TASK TO CARRY OUT » The entries follow. Copy every line in which "tests" appears.

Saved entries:
-=-=-=-=-
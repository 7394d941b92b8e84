use std::fmt;

use serde::{Deserialize, Serialize};

use super::UNSPECIFIED_STR;

/// Controls when the local description is released as final.
///
/// With `Complete` the finalized description is held back until the
/// end-of-candidates marker has been observed and carries every gathered
/// candidate in its body, so one offer/answer message is enough. With
/// `Trickle` it is released as soon as the engine applied it and candidates
/// are forwarded individually.
#[derive(Default, Debug, Copy, Clone, PartialEq, Eq, Serialize, Deserialize)]
pub enum RTCIceGatheringPolicy {
    Unspecified,

    #[default]
    #[serde(rename = "complete")]
    Complete,

    #[serde(rename = "trickle")]
    Trickle,
}

const ICE_GATHERING_POLICY_COMPLETE_STR: &str = "complete";
const ICE_GATHERING_POLICY_TRICKLE_STR: &str = "trickle";

impl From<&str> for RTCIceGatheringPolicy {
    fn from(raw: &str) -> Self {
        match raw {
            ICE_GATHERING_POLICY_COMPLETE_STR => RTCIceGatheringPolicy::Complete,
            ICE_GATHERING_POLICY_TRICKLE_STR => RTCIceGatheringPolicy::Trickle,
            _ => RTCIceGatheringPolicy::Unspecified,
        }
    }
}

impl fmt::Display for RTCIceGatheringPolicy {
    fn fmt(&self, f: &mut fmt::Formatter<'_>) -> fmt::Result {
        let s = match *self {
            RTCIceGatheringPolicy::Complete => ICE_GATHERING_POLICY_COMPLETE_STR,
            RTCIceGatheringPolicy::Trickle => ICE_GATHERING_POLICY_TRICKLE_STR,
            RTCIceGatheringPolicy::Unspecified => UNSPECIFIED_STR,
        };
        write!(f, "{s}")
    }
}

#[cfg(test)]
mod test {
    use super::*;

    #[test]
    fn test_new_ice_gathering_policy() {
        let tests = vec![
            ("Unspecified", RTCIceGatheringPolicy::Unspecified),
            ("complete", RTCIceGatheringPolicy::Complete),
            ("trickle", RTCIceGatheringPolicy::Trickle),
        ];

        for (policy_string, expected_policy) in tests {
            assert_eq!(RTCIceGatheringPolicy::from(policy_string), expected_policy);
        }
    }

    #[test]
    fn test_ice_gathering_policy_string() {
        let tests = vec![
            (RTCIceGatheringPolicy::Unspecified, "Unspecified"),
            (RTCIceGatheringPolicy::Complete, "complete"),
            (RTCIceGatheringPolicy::Trickle, "trickle"),
        ];

        for (policy, expected_string) in tests {
            assert_eq!(policy.to_string(), expected_string);
        }
    }
}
-=-=-=-=-
RESULT FOR THIS EXERCISE »
        let tests = vec![
        for (policy_string, expected_policy) in tests {
        let tests = vec![
        for (policy, expected_string) in tests {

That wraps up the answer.